Many battleground states have already had conflicts. Ivory Coast had a 5-year civil war, between Southern Christians and Northern Muslims. Chad had two civil wars of 14 and 10 years, between Northern Muslims and Southern Christians. Eritrea historically was a battleground between the two faiths, and Ethiopia recently had a Holy War against Islamic forces from neighboring Somalia.

Sudan was perhaps the biggest battleground of all, where the Arab Muslims in the North, fought the black Southern Christians for 16 years, and then tried to force them to use the Arabic language and Islamic religion. After another 18 years of war, the Muslims expelled Christian missionaries and imposed Islamic Sharia law, as part of an Arabization policy. Sudan’s ultimate solution was for the Christian South to secede and become an independent state.

What about Nigeria? Will it become a battleground like Sudan, or remain united? It is the largest state in Africa, with 149 million people, and it is evenly split, as to religion and tribal heritage. 50% are Muslims from the northern Hausa Tribe; 40% are Christians from the southern and western Igbo and Yoruba Tribes.

The Nigerian Muslim-Christian conflict has flared on and off for 30 years. Islamic law was imposed in several Northern provinces in 2000, causing Igbo Christians to clash with Hausa Muslims. An Islamic leader from the northeast was assassinated in 2009. Muslims and Christians battled again last year, in the City of Jos.

Unless Nigeria is willing to splinter in two, like North and South Sudan, they will have to allow all Christians and Muslims to enjoy the free exercise of religion, and stop the provinces from establishing official religions. If they wish to remain at peace and united, they will need to respect the viewpoints of all.

04/20/2011

Pakistan Needs Religious Tolerance

The Blasphemy Law in Pakistan caused the murder of Shahbaz Bahtti on March 2, 2011. He was the only Christian in the Pakistani government, serving as Minister of Non-Muslim Minorities. The law also led to the death, on Jan. 4, 2011, of Salman Taseer, the Christian governor of the Punjab Province, whose only crime was his public support for Asia Bibi, who was sentenced to death by hanging in Nov 2010, for Blasphemy.

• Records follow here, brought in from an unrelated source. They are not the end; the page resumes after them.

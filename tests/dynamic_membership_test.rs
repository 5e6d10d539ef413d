//! Consensus over the full reference graph with dynamic membership: a participant added at the
//! round-2 boundary, another removed at the round-5 boundary, blocks produced through round
//! received 5, and byte-for-byte determinism across two independent runs.

mod common;

use borsh::BorshSerialize;
use common::build_dyn_graph;

use hashgraph_rs::store::Store;
use hashgraph_rs::types::basic::{BlockNumber, Round, Trilean};
use hashgraph_rs::types::transactions::InternalTransaction;

#[test]
fn divide_rounds_with_membership_changes() {
    let mut graph = build_dyn_graph();
    graph.hashgraph.divide_rounds().unwrap();

    // (event, lamport timestamp, round)
    let expected = [
        ("w00", 0, 0),
        ("w01", 0, 0),
        ("w02", 0, 0),
        ("e10", 1, 0),
        ("e21", 2, 0),
        ("e12", 3, 0),
        ("w11", 4, 1),
        ("w12", 5, 1),
        ("w10", 6, 1),
        ("f10", 7, 1),
        ("w22", 8, 2),
        ("w20", 9, 2),
        ("w21", 10, 2),
        ("g21", 11, 2),
        ("w33", 12, 3),
        ("w30", 13, 3),
        ("w31", 14, 3),
        ("w32", 15, 3),
        ("w43", 16, 4),
        ("w40", 17, 4),
        ("w41", 18, 4),
        ("w42", 19, 4),
        ("w53", 20, 5),
        ("w52", 21, 5),
        ("w51", 22, 5),
        ("j31", 23, 5),
        ("w62", 24, 6),
        ("w61", 25, 6),
        ("w63", 26, 6),
        ("h23", 27, 6),
        ("w71", 28, 7),
    ];
    for (name, lamport, round) in expected {
        assert_eq!(graph.lamport_of(name), lamport, "{} lamport", name);
        assert_eq!(graph.round_of(name), round, "{} round", name);
    }

    let expected_witnesses: [(i64, Vec<&str>); 8] = [
        (0, vec!["w00", "w01", "w02"]),
        (1, vec!["w10", "w11", "w12"]),
        (2, vec!["w20", "w21", "w22"]),
        (3, vec!["w30", "w31", "w32", "w33"]),
        (4, vec!["w40", "w41", "w42", "w43"]),
        (5, vec!["w51", "w52", "w53"]),
        (6, vec!["w61", "w62", "w63"]),
        (7, vec!["w71"]),
    ];
    for (round, expected) in expected_witnesses {
        let mut witnesses = graph.witnesses_of(round);
        witnesses.sort();
        let mut expected: Vec<String> = expected.iter().map(|s| s.to_string()).collect();
        expected.sort();
        assert_eq!(witnesses, expected, "round {} witnesses", round);
    }
}

#[test]
fn peer_set_pins_resolve_by_floor_lookup() {
    let graph = build_dyn_graph();
    let store = graph.hashgraph.store();
    for round in 0..=1 {
        assert_eq!(store.get_peer_set(Round::new(round)).unwrap().len(), 3);
    }
    for round in 2..=4 {
        assert_eq!(store.get_peer_set(Round::new(round)).unwrap().len(), 4);
    }
    for round in 5..=9 {
        assert_eq!(store.get_peer_set(Round::new(round)).unwrap().len(), 3);
    }
    // Participant 0 keeps its history but is out of the later peer sets.
    assert!(!store
        .get_peer_set(Round::new(5))
        .unwrap()
        .contains(&graph.nodes[0].pub_key));
    assert_eq!(store.repertoire_by_pub_key().len(), 4);
}

#[test]
fn decide_fame_with_membership_changes() {
    let mut graph = build_dyn_graph();
    graph.hashgraph.divide_rounds().unwrap();
    graph.hashgraph.decide_fame().unwrap();

    // (round, event, witness, famous)
    let expected: [(i64, &str, bool, Trilean); 31] = [
        (0, "w00", true, Trilean::True),
        (0, "w01", true, Trilean::True),
        (0, "w02", true, Trilean::True),
        (0, "e10", false, Trilean::Undefined),
        (0, "e21", false, Trilean::Undefined),
        (0, "e12", false, Trilean::Undefined),
        (1, "w10", true, Trilean::True),
        (1, "w11", true, Trilean::True),
        (1, "w12", true, Trilean::True),
        (1, "f10", false, Trilean::Undefined),
        (2, "w20", true, Trilean::True),
        (2, "w21", true, Trilean::True),
        (2, "w22", true, Trilean::True),
        (2, "g21", false, Trilean::Undefined),
        (3, "w30", true, Trilean::True),
        (3, "w31", true, Trilean::True),
        (3, "w32", true, Trilean::True),
        (3, "w33", true, Trilean::True),
        (4, "w40", true, Trilean::True),
        (4, "w41", true, Trilean::True),
        (4, "w42", true, Trilean::True),
        (4, "w43", true, Trilean::True),
        (5, "w51", true, Trilean::True),
        (5, "w52", true, Trilean::True),
        (5, "w53", true, Trilean::True),
        (5, "j31", false, Trilean::Undefined),
        (6, "w61", true, Trilean::Undefined),
        (6, "w62", true, Trilean::Undefined),
        (6, "w63", true, Trilean::Undefined),
        (6, "h23", false, Trilean::Undefined),
        (7, "w71", true, Trilean::Undefined),
    ];
    for (round, name, witness, famous) in expected {
        let round_created = graph
            .hashgraph
            .store()
            .get_round_created(Round::new(round))
            .unwrap();
        let event = &round_created.events[&graph.hash_of(name)];
        assert_eq!(event.witness, witness, "{} witness flag", name);
        assert_eq!(event.famous, famous, "{} fame", name);
    }

    // The four-witness round 3 (scenario: participant added) and the reduced round 5
    // (scenario: participant removed) are both decided.
    for round in 0..=5 {
        assert!(
            graph
                .hashgraph
                .store()
                .get_round_created(Round::new(round))
                .unwrap()
                .witnesses_decided(),
            "round {} should be decided",
            round
        );
    }
    for round in 6..=7 {
        assert!(
            !graph
                .hashgraph
                .store()
                .get_round_created(Round::new(round))
                .unwrap()
                .witnesses_decided(),
            "round {} should be undecided",
            round
        );
    }
}

#[test]
fn decide_round_received_orders_events_into_rounds() {
    let mut graph = build_dyn_graph();
    graph.hashgraph.divide_rounds().unwrap();
    graph.hashgraph.decide_fame().unwrap();
    graph.hashgraph.decide_round_received().unwrap();

    let expected: [(i64, Vec<&str>); 5] = [
        (1, vec!["w00", "w01", "w02", "e10", "e21", "e12"]),
        (2, vec!["w11", "w12", "w10", "f10"]),
        (3, vec!["w22", "w20", "w21", "g21"]),
        (4, vec!["w33", "w30", "w31", "w32"]),
        (5, vec!["w43", "w40", "w41", "w42"]),
    ];
    for (round, names) in expected {
        let received = graph
            .hashgraph
            .store()
            .get_round_received(Round::new(round))
            .unwrap();
        let received_names: Vec<String> =
            received.0.iter().map(|h| graph.name_of(h)).collect();
        assert_eq!(received_names, names, "round {} received", round);

        for name in names {
            let event = graph.event_of(name);
            assert_eq!(event.round_received(), Some(Round::new(round)), "{}", name);
            assert!(event.consensus_timestamp().is_some(), "{}", name);
        }
    }
}

#[test]
fn process_decided_rounds_emits_blocks() {
    let mut graph = build_dyn_graph();
    graph.run_consensus();

    let store = graph.hashgraph.store();
    assert_eq!(store.consensus_events_count(), 22);
    assert_eq!(graph.hashgraph.pending_loaded_events(), 9);
    assert_eq!(store.last_block_index().int(), 4);

    for i in 0..=4i64 {
        let round_received = Round::new(i + 1);
        let block = store.get_block(BlockNumber::new(i)).unwrap();
        assert_eq!(block.round_received(), round_received, "block {}", i);

        let frame = store.get_frame(round_received).unwrap();
        assert_eq!(block.body.frame_hash, frame.hash().unwrap(), "block {}", i);
        assert_eq!(
            block.body.peers_hash,
            store.get_peer_set(round_received).unwrap().hash().unwrap(),
            "block {}",
            i
        );

        // Frame events are sorted by (consensus timestamp, lamport timestamp, whitened
        // signature).
        let keys: Vec<_> = frame
            .events
            .iter()
            .map(|e| {
                (
                    e.consensus_timestamp().unwrap(),
                    e.lamport_timestamp().unwrap(),
                    e.signature.whitened(round_received),
                )
            })
            .collect();
        let mut sorted = keys.clone();
        sorted.sort();
        assert_eq!(keys, sorted, "frame {} order", i + 1);
    }

    assert_eq!(store.get_block(BlockNumber::new(0)).unwrap().body.transactions.len(), 6);
    for i in 1..=4i64 {
        let block = store.get_block(BlockNumber::new(i)).unwrap();
        assert_eq!(block.body.transactions.len(), 4, "block {}", i);
    }

    // The commit channel delivered the same blocks, in index order.
    let committed = graph.drain_blocks();
    assert_eq!(committed.len(), 5);
    for (i, block) in committed.iter().enumerate() {
        assert_eq!(block.index().int(), i as i64);
    }
}

#[test]
fn internal_transactions_pin_the_next_peer_set() {
    let mut graph = build_dyn_graph();
    graph.run_consensus();

    // w22 (received in round 3, block 2) carries the PeerAdd of participant 3; processing block
    // 2 pins the resulting peer set for round 4.
    let store = graph.hashgraph.store();
    let block2 = store.get_block(BlockNumber::new(2)).unwrap();
    assert_eq!(block2.body.internal_transactions.len(), 1);
    match &block2.body.internal_transactions[0] {
        InternalTransaction::PeerAdd(peer) => assert_eq!(peer.pub_key, graph.nodes[3].pub_key),
        other => panic!("expected PeerAdd, got {:?}", other),
    }

    let pinned = store.get_peer_set(Round::new(4)).unwrap();
    assert_eq!(pinned.len(), 4);
    assert!(pinned.contains(&graph.nodes[3].pub_key));
}

#[test]
fn two_runs_produce_byte_identical_blocks() {
    let mut one = build_dyn_graph();
    let mut two = build_dyn_graph();
    one.run_consensus();
    two.run_consensus();

    for i in 0..=4i64 {
        let index = BlockNumber::new(i);
        let block_one = one.hashgraph.store().get_block(index).unwrap();
        let block_two = two.hashgraph.store().get_block(index).unwrap();
        assert_eq!(
            block_one.body.try_to_vec().unwrap(),
            block_two.body.try_to_vec().unwrap(),
            "block {}",
            i
        );
    }
    for round in 1..=5i64 {
        let frame_one = one.hashgraph.store().get_frame(Round::new(round)).unwrap();
        let frame_two = two.hashgraph.store().get_frame(Round::new(round)).unwrap();
        assert_eq!(
            frame_one.hash().unwrap(),
            frame_two.hash().unwrap(),
            "frame {}",
            round
        );
    }
}

#[test]
fn frames_are_not_served_for_undecided_rounds() {
    let mut graph = build_dyn_graph();
    graph.run_consensus();

    // Round 5 is decided and processed; rounds 6 and beyond are still open.
    assert!(graph.hashgraph.get_frame(Round::new(5)).is_ok());
    match graph.hashgraph.get_frame(Round::new(6)) {
        Err(hashgraph_rs::error::Error::RoundNotDecided(round)) => {
            assert_eq!(round, Round::new(6))
        }
        other => panic!("expected RoundNotDecided, got {:?}", other.err()),
    }
}

#[test]
fn block_round_received_is_strictly_increasing() {
    let mut graph = build_dyn_graph();
    graph.run_consensus();
    let blocks = graph.drain_blocks();
    for pair in blocks.windows(2) {
        assert!(pair[1].round_received() > pair[0].round_received());
        assert_eq!(pair[1].index().int(), pair[0].index().int() + 1);
    }
}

The Pakistani Blasphemy Law carries a possible death sentence. It forbids the wounding the religious feelings of Islamic persons, defiling the Quran, or defaming the prophet Muhammad. Trials are held before Muslim judges. Many people have been charged with Blasphemy and have been prosecuted over the past decades.

Pakistan was created as an Islamic state by Britain, when they segregated the Muslims and Hindus of India into two nations (1947). A decade later, the young nation formally became the Islamic Republic of Pakistan (1956). They later integrated Islamic Sharia law into their legal code (1991). Now, it is being used in the provinces. In the Waziristan Province, for example, it was adopted in exchange for a ceasefire from Islamic militants (2008).

Unfortunately, an accused in Pakistan has no American-style First Amendment, barring the Establishment of Religion. There is no way to declare the Blasphemy Law unconstitutional. So it needs to be challenged as a violation of due process, which requires all crimes to be clearly defined. Laws cannot be so vague as to leave the accused unsure of what conduct is allowed or prohibited.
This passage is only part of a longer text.